TASK OBJECTIVE:
Every entry here should be copied exactly.

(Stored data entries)
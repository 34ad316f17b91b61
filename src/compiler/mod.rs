//! External compile collaborator contract.
//!
//! The orchestration core never transforms sources itself. Everything that
//! turns entry files into output files lives behind [`Compiler`]; stylesheet,
//! HTML and asset post-processing live behind [`PostProcessor`]. The core
//! only relies on the input/output contract: identical inputs produce
//! identical outputs, and a successful compile may report the transitive
//! input closure it consumed as a [`DependencyManifest`].

pub mod exec;

use anyhow::Result;
use serde::{Deserialize, Serialize};
use std::collections::BTreeMap;
use std::path::{Path, PathBuf};
use std::time::Duration;

use crate::perf::Stage;

pub use exec::{ExecCompiler, ExecSpec};

/// Build mode, part of the output-affecting option set.
#[derive(Debug, Clone, Copy, PartialEq, Eq, Default, Serialize, Deserialize)]
#[serde(rename_all = "lowercase")]
pub enum BuildMode {
    #[default]
    Development,
    Production,
}

/// The subset of build options that affect output bytes.
///
/// This struct is the canonical serialization unit for fingerprinting:
/// field order is fixed by the struct definition and `define` is a
/// `BTreeMap`, so two option sets that are value-equal always serialize to
/// identical bytes regardless of how the caller assembled them. Purely
/// cosmetic options (verbosity, quiet mode) deliberately have no field here.
#[derive(Debug, Clone, PartialEq, Eq, Default, Serialize, Deserialize)]
#[serde(default)]
pub struct BuildOptions {
    pub mode: BuildMode,
    pub minify: bool,
    pub target: String,
    pub format: String,
    pub splitting: bool,
    pub define: BTreeMap<String, String>,
}

impl BuildOptions {
    /// Canonical byte representation used as fingerprint input.
    pub fn canonical_bytes(&self) -> Vec<u8> {
        // Struct field order is fixed and the map is sorted, so this is
        // deterministic for value-equal option sets.
        serde_json::to_vec(self).unwrap_or_default()
    }
}

/// Transitive input list produced by a successful compile.
///
/// Maps each input path to its byte size at compile time, plus import edges.
/// Consumed only for fingerprinting; the core never re-derives it and never
/// re-verifies it against the filesystem.
#[derive(Debug, Clone, Default, PartialEq, Eq, Serialize, Deserialize)]
pub struct DependencyManifest {
    /// Input path -> byte size at compile time.
    pub inputs: BTreeMap<PathBuf, u64>,
    /// Input path -> paths it imports.
    #[serde(default)]
    pub edges: BTreeMap<PathBuf, Vec<PathBuf>>,
}

impl DependencyManifest {
    /// Sorted `(path, size)` pairs, the fingerprint-relevant view.
    pub fn sorted_sizes(&self) -> impl Iterator<Item = (&Path, u64)> {
        // BTreeMap iteration is already path-sorted.
        self.inputs.iter().map(|(p, s)| (p.as_path(), *s))
    }

    pub fn is_empty(&self) -> bool {
        self.inputs.is_empty()
    }
}

/// Result of one compile invocation.
#[derive(Debug, Clone)]
pub struct CompileOutput {
    /// Every output file the compile produced (or declared it would produce).
    pub output_paths: Vec<PathBuf>,
    /// Transitive input closure, when the engine reports one.
    pub manifest: Option<DependencyManifest>,
    /// Time the engine spent compiling.
    pub duration: Duration,
}

/// The transformation/bundling engine.
///
/// Must be idempotent for identical inputs. A compile error is fatal to the
/// owning task; the pipeline runner surfaces it unchanged.
pub trait Compiler: Send + Sync {
    fn compile(
        &self,
        task: &str,
        entries: &[PathBuf],
        options: &BuildOptions,
    ) -> Result<CompileOutput>;
}

/// A post-compile processing step (asset copying, HTML injection,
/// stylesheet optimization) attributed to a fixed pipeline stage.
pub trait PostProcessor: Send + Sync {
    /// The stage this processor's duration is recorded under.
    fn stage(&self) -> Stage;

    /// Process the freshly compiled outputs in place.
    fn run(&self, task: &str, outputs: &[PathBuf]) -> Result<()>;
}

#[cfg(test)]
mod tests {
    use super::*;

    #[test]
    fn test_options_canonical_bytes_deterministic() {
        let mut a = BuildOptions::default();
        a.define.insert("B".into(), "2".into());
        a.define.insert("A".into(), "1".into());

        let mut b = BuildOptions::default();
        b.define.insert("A".into(), "1".into());
        b.define.insert("B".into(), "2".into());

        assert_eq!(a.canonical_bytes(), b.canonical_bytes());
    }

    #[test]
    fn test_options_canonical_bytes_sensitive() {
        let dev = BuildOptions::default();
        let prod = BuildOptions {
            mode: BuildMode::Production,
            ..BuildOptions::default()
        };
        assert_ne!(dev.canonical_bytes(), prod.canonical_bytes());
    }

    #[test]
    fn test_manifest_sorted_sizes() {
        let mut manifest = DependencyManifest::default();
        manifest.inputs.insert(PathBuf::from("src/b.ts"), 20);
        manifest.inputs.insert(PathBuf::from("src/a.ts"), 10);

        let pairs: Vec<_> = manifest.sorted_sizes().collect();
        assert_eq!(pairs[0], (Path::new("src/a.ts"), 10));
        assert_eq!(pairs[1], (Path::new("src/b.ts"), 20));
    }
}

SOLUTION TO THE EXERCISE:
repository 34ad316f17b91b61
filename src/compiler/mod.rs
//! External compile collaborator contract.
//!
//! The orchestration core never transforms sources itself. Everything that
//! turns entry files into output files lives behind [`Compiler`]; stylesheet,
//! HTML and asset post-processing live behind [`PostProcessor`]. The core
//! only relies on the input/output contract: identical inputs produce
//! identical outputs, and a successful compile may report the transitive
//! input closure it consumed as a [`DependencyManifest`].

pub mod exec;

use anyhow::Result;
use serde::{Deserialize, Serialize};
use std::collections::BTreeMap;
use std::path::{Path, PathBuf};
use std::time::Duration;

use crate::perf::Stage;

pub use exec::{ExecCompiler, ExecSpec};

/// Build mode, part of the output-affecting option set.
#[derive(Debug, Clone, Copy, PartialEq, Eq, Default, Serialize, Deserialize)]
#[serde(rename_all = "lowercase")]
pub enum BuildMode {
    #[default]
    Development,
    Production,
}

/// The subset of build options that affect output bytes.
///
/// This struct is the canonical serialization unit for fingerprinting:
/// field order is fixed by the struct definition and `define` is a
/// `BTreeMap`, so two option sets that are value-equal always serialize to
/// identical bytes regardless of how the caller assembled them. Purely
/// cosmetic options (verbosity, quiet mode) deliberately have no field here.
#[derive(Debug, Clone, PartialEq, Eq, Default, Serialize, Deserialize)]
#[serde(default)]
pub struct BuildOptions {
    pub mode: BuildMode,
    pub minify: bool,
    pub target: String,
    pub format: String,
    pub splitting: bool,
    pub define: BTreeMap<String, String>,
}

impl BuildOptions {
    /// Canonical byte representation used as fingerprint input.
    pub fn canonical_bytes(&self) -> Vec<u8> {
        // Struct field order is fixed and the map is sorted, so this is
        // deterministic for value-equal option sets.
        serde_json::to_vec(self).unwrap_or_default()
    }
}

/// Transitive input list produced by a successful compile.
///
/// Maps each input path to its byte size at compile time, plus import edges.
/// Consumed only for fingerprinting; the core never re-derives it and never
/// re-verifies it against the filesystem.
#[derive(Debug, Clone, Default, PartialEq, Eq, Serialize, Deserialize)]
pub struct DependencyManifest {
    /// Input path -> byte size at compile time.
    pub inputs: BTreeMap<PathBuf, u64>,
    /// Input path -> paths it imports.
    #[serde(default)]
    pub edges: BTreeMap<PathBuf, Vec<PathBuf>>,
}

impl DependencyManifest {
    /// Sorted `(path, size)` pairs, the fingerprint-relevant view.
    pub fn sorted_sizes(&self) -> impl Iterator<Item = (&Path, u64)> {
        // BTreeMap iteration is already path-sorted.
        self.inputs.iter().map(|(p, s)| (p.as_path(), *s))
    }

    pub fn is_empty(&self) -> bool {
        self.inputs.is_empty()
    }
}

/// Result of one compile invocation.
#[derive(Debug, Clone)]
pub struct CompileOutput {
    /// Every output file the compile produced (or declared it would produce).
    pub output_paths: Vec<PathBuf>,
    /// Transitive input closure, when the engine reports one.
    pub manifest: Option<DependencyManifest>,
    /// Time the engine spent compiling.
    pub duration: Duration,
}

/// The transformation/bundling engine.
///
/// Must be idempotent for identical inputs. A compile error is fatal to the
/// owning task; the pipeline runner surfaces it unchanged.
pub trait Compiler: Send + Sync {
    fn compile(
        &self,
        task: &str,
        entries: &[PathBuf],
        options: &BuildOptions,
    ) -> Result<CompileOutput>;
}

/// A post-compile processing step (asset copying, HTML injection,
/// stylesheet optimization) attributed to a fixed pipeline stage.
pub trait PostProcessor: Send + Sync {
    /// The stage this processor's duration is recorded under.
    fn stage(&self) -> Stage;

    /// Process the freshly compiled outputs in place.
    fn run(&self, task: &str, outputs: &[PathBuf]) -> Result<()>;
}

#[cfg(test)]
mod tests {
    use super::*;

    #[test]
    fn test_options_canonical_bytes_deterministic() {
        let mut a = BuildOptions::default();
        a.define.insert("B".into(), "2".into());
        a.define.insert("A".into(), "1".into());

        let mut b = BuildOptions::default();
        b.define.insert("A".into(), "1".into());
        b.define.insert("B".into(), "2".into());

        assert_eq!(a.canonical_bytes(), b.canonical_bytes());
    }

    #[test]
    fn test_options_canonical_bytes_sensitive() {
        let dev = BuildOptions::default();
        let prod = BuildOptions {
            mode: BuildMode::Production,
            ..BuildOptions::default()
        };
        assert_ne!(dev.canonical_bytes(), prod.canonical_bytes());
    }

    #[test]
    fn test_manifest_sorted_sizes() {
        let mut manifest = DependencyManifest::default();
        manifest.inputs.insert(PathBuf::from("src/b.ts"), 20);
        manifest.inputs.insert(PathBuf::from("src/a.ts"), 10);

        let pairs: Vec<_> = manifest.sorted_sizes().collect();
        assert_eq!(pairs[0], (Path::new("src/a.ts"), 10));
        assert_eq!(pairs[1], (Path::new("src/b.ts"), 20));
    }
}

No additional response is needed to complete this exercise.